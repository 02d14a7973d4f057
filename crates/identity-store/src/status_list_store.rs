use std::num::NonZeroUsize;
use std::path::Path;
use std::sync::Mutex;
use std::time::{Duration, Instant};

use identity_codec::Bitstring;
use identity_core::{
    Identifier, IdentityError, StatusCheckResult, StatusListCredential, StatusListEntry,
    StatusPurpose, Timestamp,
};
use lru::LruCache;

struct CacheEntry {
    bitstring: Bitstring,
    expires_at: Instant,
}

/// Status lists identified by `issuer + purpose + creation-time`. The
/// decoded bitstring is cached with a per-entry TTL; every read returns a
/// clone so no caller can observe a later mutation through a held reference.
pub struct StatusListStore {
    tree: sled::Tree,
    cache: Mutex<LruCache<String, CacheEntry>>,
    cache_ttl: Duration,
    max_size: u64,
    expand_increment: u64,
    compression_level: u32,
}

pub struct StatusListConfig {
    pub cache_capacity: usize,
    pub cache_ttl: Duration,
    pub max_size: u64,
    pub expand_increment: u64,
    pub compression_level: u32,
}

impl Default for StatusListConfig {
    fn default() -> Self {
        Self {
            cache_capacity: 256,
            cache_ttl: Duration::from_secs(identity_core::DEFAULT_CACHE_TTL_SECS),
            max_size: identity_core::DEFAULT_STATUS_LIST_MAX_SIZE,
            expand_increment: identity_core::DEFAULT_EXPAND_INCREMENT,
            compression_level: identity_core::DEFAULT_COMPRESSION_LEVEL,
        }
    }
}

fn list_id(issuer: &Identifier, purpose: StatusPurpose, created_at: Timestamp) -> String {
    format!("{issuer}:{}:{created_at}", purpose.as_str())
}

impl StatusListStore {
    pub fn open<P: AsRef<Path>>(path: P, config: StatusListConfig) -> Result<Self, IdentityError> {
        let db = sled::open(path).map_err(|e| IdentityError::Storage(e.to_string()))?;
        Self::from_db(&db, config)
    }

    pub fn from_db(db: &sled::Db, config: StatusListConfig) -> Result<Self, IdentityError> {
        let tree = db
            .open_tree("status_lists")
            .map_err(|e| IdentityError::Storage(e.to_string()))?;
        let capacity = NonZeroUsize::new(config.cache_capacity.max(1)).unwrap();
        Ok(Self {
            tree,
            cache: Mutex::new(LruCache::new(capacity)),
            cache_ttl: config.cache_ttl,
            max_size: config.max_size,
            expand_increment: config.expand_increment,
            compression_level: config.compression_level,
        })
    }

    pub fn create(
        &self,
        issuer: Identifier,
        purpose: StatusPurpose,
        size_bits: u64,
        created_at: Timestamp,
    ) -> Result<String, IdentityError> {
        if size_bits == 0 {
            return Err(IdentityError::InvalidInput(
                "status list size must be greater than zero".into(),
            ));
        }
        let id = list_id(&issuer, purpose, created_at);
        if self.tree.contains_key(id.as_bytes()).unwrap_or(false) {
            return Err(IdentityError::AlreadyExists(format!("status list {id}")));
        }
        let bitstring = Bitstring::zeroed(size_bits);
        let encoded = bitstring.encode(self.compression_level)?;
        let credential = StatusListCredential {
            issuer,
            purpose,
            created_at,
            updated_at: created_at,
            size_bits: bitstring.bit_len(),
            next_free_index: 0,
            encoded_list: encoded,
        };
        self.persist(&id, &credential)?;
        self.cache_put(&id, bitstring);
        Ok(id)
    }

    /// Scans forward from `next_free_index` for the first unset bit,
    /// auto-expanding the list (if it's full and under `max_size`) rather
    /// than failing.
    pub fn allocate_index(&self, list_id: &str) -> Result<u64, IdentityError> {
        let mut credential = self.load(list_id)?;
        let mut bitstring = self.decode_cached(list_id, &credential)?;

        let index = match bitstring.first_zero_from(credential.next_free_index) {
            Some(i) => i,
            None => {
                let new_size = bitstring.bit_len() + self.expand_increment;
                if new_size > self.max_size {
                    return Err(IdentityError::ListFull);
                }
                bitstring.expand(self.expand_increment);
                let first_new = credential.next_free_index.max(bitstring.bit_len() - self.expand_increment);
                credential.size_bits = bitstring.bit_len();
                first_new
            }
        };

        credential.next_free_index = index + 1;
        credential.encoded_list = bitstring.encode(self.compression_level)?;
        self.persist(list_id, &credential)?;
        self.cache_put(list_id, bitstring);
        Ok(index)
    }

    pub fn update_status(
        &self,
        list_id: &str,
        index: u64,
        bit: bool,
        now: Timestamp,
    ) -> Result<(), IdentityError> {
        let mut credential = self.load(list_id)?;
        let mut bitstring = self.decode_cached(list_id, &credential)?;
        bitstring.set(index, bit)?;
        credential.encoded_list = bitstring.encode(self.compression_level)?;
        credential.updated_at = now;
        self.persist(list_id, &credential)?;
        self.invalidate(list_id);
        self.cache_put(list_id, bitstring);
        Ok(())
    }

    pub fn check_status(&self, entry: &StatusListEntry) -> Result<StatusCheckResult, IdentityError> {
        let credential = self.load(&entry.list_id)?;
        if credential.purpose != entry.purpose {
            return Err(IdentityError::InvalidInput(format!(
                "status list {} has purpose {:?}, expected {:?}",
                entry.list_id, credential.purpose, entry.purpose
            )));
        }
        let bitstring = self.decode_cached(&entry.list_id, &credential)?;
        let bit = bitstring.get(entry.index);
        Ok(StatusCheckResult {
            valid: !bit,
            bit,
            purpose: credential.purpose,
            index: entry.index,
            list_id: entry.list_id.clone(),
            last_updated: credential.updated_at,
        })
    }

    /// Renders a stored list as a StatusList2021 JSON-LD verifiable
    /// credential, for callers that need the W3C-shaped representation
    /// rather than the internal record.
    pub fn credential_json(&self, list_id: &str) -> Result<serde_json::Value, IdentityError> {
        Ok(self.load(list_id)?.to_json_ld(list_id))
    }

    fn load(&self, list_id: &str) -> Result<StatusListCredential, IdentityError> {
        let bytes = self
            .tree
            .get(list_id.as_bytes())
            .map_err(|e| IdentityError::Storage(e.to_string()))?
            .ok_or_else(|| IdentityError::NotFound(format!("status list {list_id}")))?;
        bincode::deserialize(&bytes).map_err(|e| IdentityError::Serialization(e.to_string()))
    }

    fn persist(&self, list_id: &str, credential: &StatusListCredential) -> Result<(), IdentityError> {
        let bytes =
            bincode::serialize(credential).map_err(|e| IdentityError::Serialization(e.to_string()))?;
        self.tree
            .insert(list_id.as_bytes(), bytes)
            .map_err(|e| IdentityError::Storage(e.to_string()))?;
        Ok(())
    }

    fn decode_cached(
        &self,
        list_id: &str,
        credential: &StatusListCredential,
    ) -> Result<Bitstring, IdentityError> {
        {
            let mut cache = self.cache.lock().unwrap();
            if let Some(entry) = cache.get(list_id) {
                if entry.expires_at > Instant::now() {
                    return Ok(entry.bitstring.clone());
                }
            }
            cache.pop(list_id);
        }
        Bitstring::decode(&credential.encoded_list)
    }

    fn cache_put(&self, list_id: &str, bitstring: Bitstring) {
        let mut cache = self.cache.lock().unwrap();
        cache.put(
            list_id.to_string(),
            CacheEntry {
                bitstring,
                expires_at: Instant::now() + self.cache_ttl,
            },
        );
    }

    fn invalidate(&self, list_id: &str) {
        self.cache.lock().unwrap().pop(list_id);
    }

    /// Removes expired cache entries. Intended to be called periodically by
    /// a background sweep task.
    pub fn sweep_expired_cache(&self) {
        let mut cache = self.cache.lock().unwrap();
        let now = Instant::now();
        let expired: Vec<String> = cache
            .iter()
            .filter(|(_, e)| e.expires_at <= now)
            .map(|(k, _)| k.clone())
            .collect();
        for key in expired {
            cache.pop(&key);
        }
    }
}

#[cfg(test)]
mod tests {
    use super::*;

    fn store() -> StatusListStore {
        let dir = tempfile::tempdir().unwrap();
        StatusListStore::open(dir.path(), StatusListConfig::default()).unwrap()
    }

    #[test]
    fn revoke_and_restore() {
        let store = store();
        let issuer = Identifier::new("key:issuer").unwrap();
        let id = store.create(issuer, StatusPurpose::Revocation, 8, 1).unwrap();
        let idx = store.allocate_index(&id).unwrap();
        assert_eq!(idx, 0);

        store.update_status(&id, idx, true, 10).unwrap();
        let entry = StatusListEntry {
            list_id: id.clone(),
            purpose: StatusPurpose::Revocation,
            index: idx,
        };
        let result = store.check_status(&entry).unwrap();
        assert!(!result.valid);
        assert!(result.bit);
        assert_eq!(result.last_updated, 10);

        store.update_status(&id, idx, false, 20).unwrap();
        let result = store.check_status(&entry).unwrap();
        assert!(result.valid);
        assert_eq!(result.last_updated, 20);
    }

    #[test]
    fn credential_json_ld_shape() {
        let store = store();
        let issuer = Identifier::new("key:issuer").unwrap();
        let id = store.create(issuer, StatusPurpose::Revocation, 8, 1).unwrap();
        let json = store.credential_json(&id).unwrap();
        assert_eq!(json["type"][1], "StatusList2021Credential");
        assert_eq!(json["credentialSubject"]["type"], "StatusList2021");
        assert_eq!(json["credentialSubject"]["statusPurpose"], "revocation");
        assert!(json["credentialSubject"]["encodedList"].is_string());
    }

    #[test]
    fn zero_size_refuses_creation() {
        let store = store();
        let issuer = Identifier::new("key:issuer").unwrap();
        assert!(store.create(issuer, StatusPurpose::Revocation, 0, 1).is_err());
    }

    #[test]
    fn duplicate_creation_rejected() {
        let store = store();
        let issuer = Identifier::new("key:issuer").unwrap();
        store.create(issuer.clone(), StatusPurpose::Revocation, 8, 1).unwrap();
        assert!(matches!(
            store.create(issuer, StatusPurpose::Revocation, 8, 1),
            Err(IdentityError::AlreadyExists(_))
        ));
    }
}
※ ※ ※
EXERCISE DESCRIPTION: Everything from the line containing "expires_at: Instant::now() +" through the line containing "e.expires_at <= now)" in the material above should be retyped exactly, both ends included, and nothing more.

ANSWER TO THIS PROBLEM:
                expires_at: Instant::now() + self.cache_ttl,
            },
        );
    }

    fn invalidate(&self, list_id: &str) {
        self.cache.lock().unwrap().pop(list_id);
    }

    /// Removes expired cache entries. Intended to be called periodically by
    /// a background sweep task.
    pub fn sweep_expired_cache(&self) {
        let mut cache = self.cache.lock().unwrap();
        let now = Instant::now();
        let expired: Vec<String> = cache
            .iter()
            .filter(|(_, e)| e.expires_at <= now)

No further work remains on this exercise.